Pour 'Dans l'or du temps', elle déplace la trame du roman vers le nord, en Normandie. Elle campe dans la région avec 'Les Déferlantes' qui paraît en 2008 et dont l'histoire se déroule à La Hague.
Plume en main, Claudie Gallay ne lâche pas pour autant l'enseignement et continue son métier d'institutrice dans la campagne d'Orange à raison de deux jours par semaine.

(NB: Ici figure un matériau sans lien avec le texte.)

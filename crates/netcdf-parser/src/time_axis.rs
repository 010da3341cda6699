//! Time axis decoding for CF-convention NetCDF files.

use std::path::Path;

use chrono::{DateTime, Duration, NaiveDate, NaiveDateTime, TimeZone, Utc};
use tracing::{debug, warn};

use crate::error::{NetCdfError, NetCdfResult};
use crate::native::silence_hdf5_errors;

/// Name of the time dimension and coordinate variable.
pub const TIME_NAME: &str = "time";

/// libnetcdf's default fill for doubles, used when `_FillValue` is absent.
pub const NC_FILL_DOUBLE: f64 = 9.969_209_968_386_869e36;

/// One value of the time coordinate.
#[derive(Debug, Clone, Copy, PartialEq, Eq)]
pub struct TimeStep {
    /// Position along the time dimension
    pub index: usize,
    /// Decoded instant
    pub time: DateTime<Utc>,
}

/// Parsed CF `units` attribute, e.g. `days since 1970-01-01 00:00:00`.
#[derive(Debug, Clone, Copy, PartialEq, Eq)]
pub struct CfTimeUnits {
    /// Length of one unit in milliseconds
    pub unit_millis: i64,
    pub epoch: DateTime<Utc>,
}

impl CfTimeUnits {
    pub fn parse(units: &str) -> NetCdfResult<Self> {
        let (unit, epoch) = units
            .split_once(" since ")
            .ok_or_else(|| NetCdfError::InvalidFormat(format!("time units '{}'", units)))?;

        let unit_millis = match unit.trim().to_lowercase().as_str() {
            "seconds" | "second" | "secs" | "sec" | "s" => 1_000,
            "minutes" | "minute" | "mins" | "min" => 60_000,
            "hours" | "hour" | "hrs" | "hr" | "h" => 3_600_000,
            "days" | "day" | "d" => 86_400_000,
            other => {
                return Err(NetCdfError::InvalidFormat(format!(
                    "unsupported time unit '{}'",
                    other
                )))
            }
        };

        Ok(Self {
            unit_millis,
            epoch: parse_epoch(epoch)?,
        })
    }

    /// Convert a raw coordinate value to an instant, rounded to milliseconds.
    ///
    /// Values that are not finite or land outside chrono's range are
    /// [`NetCdfError::InvalidFormat`].
    pub fn to_datetime(&self, value: f64) -> NetCdfResult<DateTime<Utc>> {
        let millis = (value * self.unit_millis as f64).round();
        let invalid = || NetCdfError::InvalidFormat(format!("time value {} out of range", value));

        if !millis.is_finite() || millis.abs() >= i64::MAX as f64 {
            return Err(invalid());
        }

        Duration::try_milliseconds(millis as i64)
            .and_then(|offset| self.epoch.checked_add_signed(offset))
            .ok_or_else(invalid)
    }
}

fn parse_epoch(raw: &str) -> NetCdfResult<DateTime<Utc>> {
    let cleaned = raw
        .trim()
        .trim_end_matches(" UTC")
        .trim_end_matches('Z')
        .trim();

    for pattern in [
        "%Y-%m-%d %H:%M:%S%.f",
        "%Y-%m-%dT%H:%M:%S%.f",
        "%Y-%m-%d %H:%M:%S",
        "%Y-%m-%dT%H:%M:%S",
        "%Y-%m-%d %H:%M",
    ] {
        if let Ok(ndt) = NaiveDateTime::parse_from_str(cleaned, pattern) {
            return Ok(Utc.from_utc_datetime(&ndt));
        }
    }

    NaiveDate::parse_from_str(cleaned, "%Y-%m-%d")
        .ok()
        .and_then(|date| date.and_hms_opt(0, 0, 0))
        .map(|ndt| Utc.from_utc_datetime(&ndt))
        .ok_or_else(|| NetCdfError::InvalidFormat(format!("time epoch '{}'", raw)))
}

/// Decode raw time coordinate values against a CF units string.
///
/// Steps holding `fill_value` are unset and left out; the remaining steps
/// keep their position along the time dimension.
pub fn decode_cf_time(
    values: &[f64],
    units: &str,
    fill_value: Option<f64>,
) -> NetCdfResult<Vec<TimeStep>> {
    let units = CfTimeUnits::parse(units)?;

    let mut steps = Vec::with_capacity(values.len());
    for (index, &value) in values.iter().enumerate() {
        if fill_value == Some(value) {
            warn!(index, "Skipping unset time step");
            continue;
        }
        steps.push(TimeStep {
            index,
            time: units.to_datetime(value)?,
        });
    }
    Ok(steps)
}

fn fill_value(var: &netcdf::Variable) -> Option<f64> {
    match var.attribute_value("_FillValue") {
        Some(Ok(netcdf::AttributeValue::Double(v))) => Some(v),
        Some(Ok(netcdf::AttributeValue::Float(v))) => Some(f64::from(v)),
        _ => None,
    }
}

/// Read and decode the time coordinate of a NetCDF file.
pub fn read_time_steps<P: AsRef<Path>>(path: P) -> NetCdfResult<Vec<TimeStep>> {
    silence_hdf5_errors();

    let file = netcdf::open(path.as_ref())?;
    let time_var = file
        .variable(TIME_NAME)
        .ok_or_else(|| NetCdfError::MissingData("time variable".to_string()))?;

    let values: Vec<f64> = time_var.get_values::<f64, _>(..)?;

    let units = match time_var.attribute_value("units") {
        Some(Ok(netcdf::AttributeValue::Str(units))) => units,
        _ => return Err(NetCdfError::MissingData("time units attribute".to_string())),
    };

    debug!(
        path = %path.as_ref().display(),
        steps = values.len(),
        units = %units,
        "Read time axis"
    );

    let fill = fill_value(&time_var).unwrap_or(NC_FILL_DOUBLE);
    decode_cf_time(&values, &units, Some(fill))
}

Dans un petit village au bout du Cotentin, là où la Manche est dangereuse mais sublime, où les phares s’élèvent dans l’obscurité abyssale, Claudie Gallay pose son décor. Autour d’une héroïne à bout de force, amputée de son amour, on réapprend à vivre. Chaque promenade dans les falaises austères ronge l’âme et sublime le besoin incessant de fuir. Chaque personnage tait sa part de secret, renforçant l’aridité de ces confins de terre et le sentiment absolu de solitude. Doucement, le ressac berce et le vent soûle les coeurs. Les non-dits, les amitiés, les rancoeurs façonnent les personnages, aussi durs et entiers que la mer.
Comment survivre à la disparition des siens ? Comment supporter d’être celui qui reste ? Comment avouer l’inavouable ?
‘Les Déferlantes’ fascinent par la force des émotions, des hommes, des mots. Entre chaque tempête, sur le port, les marins attendent, troublés et effrayés. En s’échouant sur le sable, chaque vague meurt dans une gerbe d’écume, mais assure une renaissance.